Durch die Verlängerung der Haltefrist könnten diese 5,1 % erst nach Ablauf von zehn Jahren übertragen werden, ohne eine Grunderwerbsteuer auszulösen. Dies hat in wirtschaftlicher Hinsicht schwere Folgen, da die Haltefrist von zehn Jahren das Modell unattraktiver macht und die meisten Unternehmen ihre Struktur nicht über zehn Jahre unverändert lassen können. Somit werden die Parteien in ihrer unternehmerischen Gestaltungsfreiheit über einen längeren Zeitraum eingeschränkt.
Zu befürchten ist auch, dass die neue Haltefrist auf schon bereits bestehende Gestaltungen angewendet werden kann, was deren wirtschaftliche Rahmenbedingungen maßgeblich beeinflussen würde.

 

Betroffene der Gesetzesänderung der Grunderwerbsteuer

Die Änderung der Grunderwerbsteuer betrifft nicht nur Personengesellschaften, die ein gemeinsames Unternehmensziel verfolgen, sondern fortan auch Kapitalgesellschaften, die durch einen Zusammenschluss von mehreren Personen einen Unternehmenszweck realisieren wollen.

Das bedeutet, wenn innerhalb von zehn Jahren 90 % der Anteile der Immobilie, auf neue Gesellschafter übertragen werden, die Grunderwerbssteuer ausgelöst wird. Es wird nun nicht mehr möglich sein, dass zwei unabhängige Erwerber Anteile an grundbesitzenden Kapitalgesellschaften erwerben.

Fazit

Die Änderung der Grunderwerbssteuer hat nun die Folge, das oben genannte Share Deals, um die Grunderwerbssteuer zu umgehen fortan nicht mehr beständig sind.
Somit werden zukünftige Immobilienkäufer vor möglichen Defiziten geschützt,
Gesellschaften müssen sich der Grunderwerbssteuer beugen und die Steuereinnahmen steigen womöglich.
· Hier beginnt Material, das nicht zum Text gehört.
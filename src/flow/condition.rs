//! State predicates over a single element
//!
//! Native visibility and the application's marker class are separate
//! signals. A panel slid off-screen with `transform` keeps its layout box, so
//! the automation layer still calls it visible; only the marker class says it
//! is closed. Each condition names which signal it trusts.

use serde::{Deserialize, Serialize};

use crate::browser::ElementState;

/// Predicate evaluated against live element state at poll time
#[derive(Debug, Clone, PartialEq, Eq, Serialize, Deserialize)]
#[serde(tag = "state", content = "class", rename_all = "snake_case")]
pub enum Condition {
    /// Exists, natively visible, and lacks the marker class
    VisibleAndUnhidden,
    /// Absent, natively invisible, or carrying the marker class
    Hidden,
    /// Exists and natively visible, marker class ignored
    NativeVisible,
    /// Absent or natively invisible, marker class ignored
    NativeHidden,
    /// Exists and carries the class
    ClassPresent(String),
    /// Exists and does not carry the class
    ClassAbsent(String),
}

impl Condition {
    pub fn class_present(class: impl Into<String>) -> Self {
        Self::ClassPresent(class.into())
    }

    pub fn class_absent(class: impl Into<String>) -> Self {
        Self::ClassAbsent(class.into())
    }

    /// Evaluate against a probe result; `None` means no element matched
    pub fn evaluate(&self, state: Option<&ElementState>, marker_class: &str) -> bool {
        match (self, state) {
            (Self::VisibleAndUnhidden, Some(s)) => {
                s.is_natively_visible() && !s.has_class(marker_class)
            }
            (Self::VisibleAndUnhidden, None) => false,
            (Self::Hidden, Some(s)) => !s.is_natively_visible() || s.has_class(marker_class),
            (Self::Hidden, None) => true,
            (Self::NativeVisible, Some(s)) => s.is_natively_visible(),
            (Self::NativeVisible, None) => false,
            (Self::NativeHidden, Some(s)) => !s.is_natively_visible(),
            (Self::NativeHidden, None) => true,
            (Self::ClassPresent(class), Some(s)) => s.has_class(class),
            (Self::ClassAbsent(class), Some(s)) => !s.has_class(class),
            (Self::ClassPresent(_) | Self::ClassAbsent(_), None) => false,
        }
    }
}

impl std::fmt::Display for Condition {
    fn fmt(&self, f: &mut std::fmt::Formatter<'_>) -> std::fmt::Result {
        match self {
            Condition::VisibleAndUnhidden => write!(f, "visible and unhidden"),
            Condition::Hidden => write!(f, "hidden"),
            Condition::NativeVisible => write!(f, "natively visible"),
            Condition::NativeHidden => write!(f, "natively hidden"),
            Condition::ClassPresent(class) => write!(f, "marked with class '{}'", class),
            Condition::ClassAbsent(class) => write!(f, "free of class '{}'", class),
        }
    }
}
//! Remote-control trait for abstracting the browser transport
//!
//! Anything that can open a page, probe elements, act on them and take a
//! screenshot can drive a run.

use async_trait::async_trait;
use std::path::Path;

use crate::browser::state::ElementState;
use crate::core::Result;

/// One live page session
#[async_trait]
pub trait RemoteControl: Send + Sync {
    /// Load a URL and wait for the transport to acknowledge it
    async fn navigate(&self, url: &str) -> Result<()>;

    /// State of the first element matching `selector`; `None` if nothing matches
    async fn query(&self, selector: &str) -> Result<Option<ElementState>>;

    /// Option values of a select element; `None` if nothing matches
    async fn option_values(&self, selector: &str) -> Result<Option<Vec<String>>>;

    /// Click the first element matching `selector`
    async fn click(&self, selector: &str) -> Result<()>;

    /// Choose an option by value
    async fn select_option(&self, selector: &str, value: &str) -> Result<()>;

    /// Text content of the first element matching `selector`
    async fn text_content(&self, selector: &str) -> Result<String>;

    /// Current value of a form control
    async fn input_value(&self, selector: &str) -> Result<String>;

    /// Write a screenshot of the viewport to `path`
    async fn screenshot(&self, path: &Path) -> Result<()>;

    /// Close the session
    async fn close(&self) -> Result<()>;

    /// Get the transport name
    fn name(&self) -> &str;
}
Bis aber der Gesetzesvorschlag beim Bundestag eingereicht wird, dürften die alten Regelungen weiterhin anwendbar sein und es gibt noch einen kleinen Spielraum, in dem bereits existierende Strukturen an die neuen Regelungen angepasst und optimiert werden.
Folglich wird es nach Geltendmachung der Vorschrift schwieriger für Gesellschaften Steuerschlupflöcher, in Bezug auf den Grundbesitz, zu nutzen.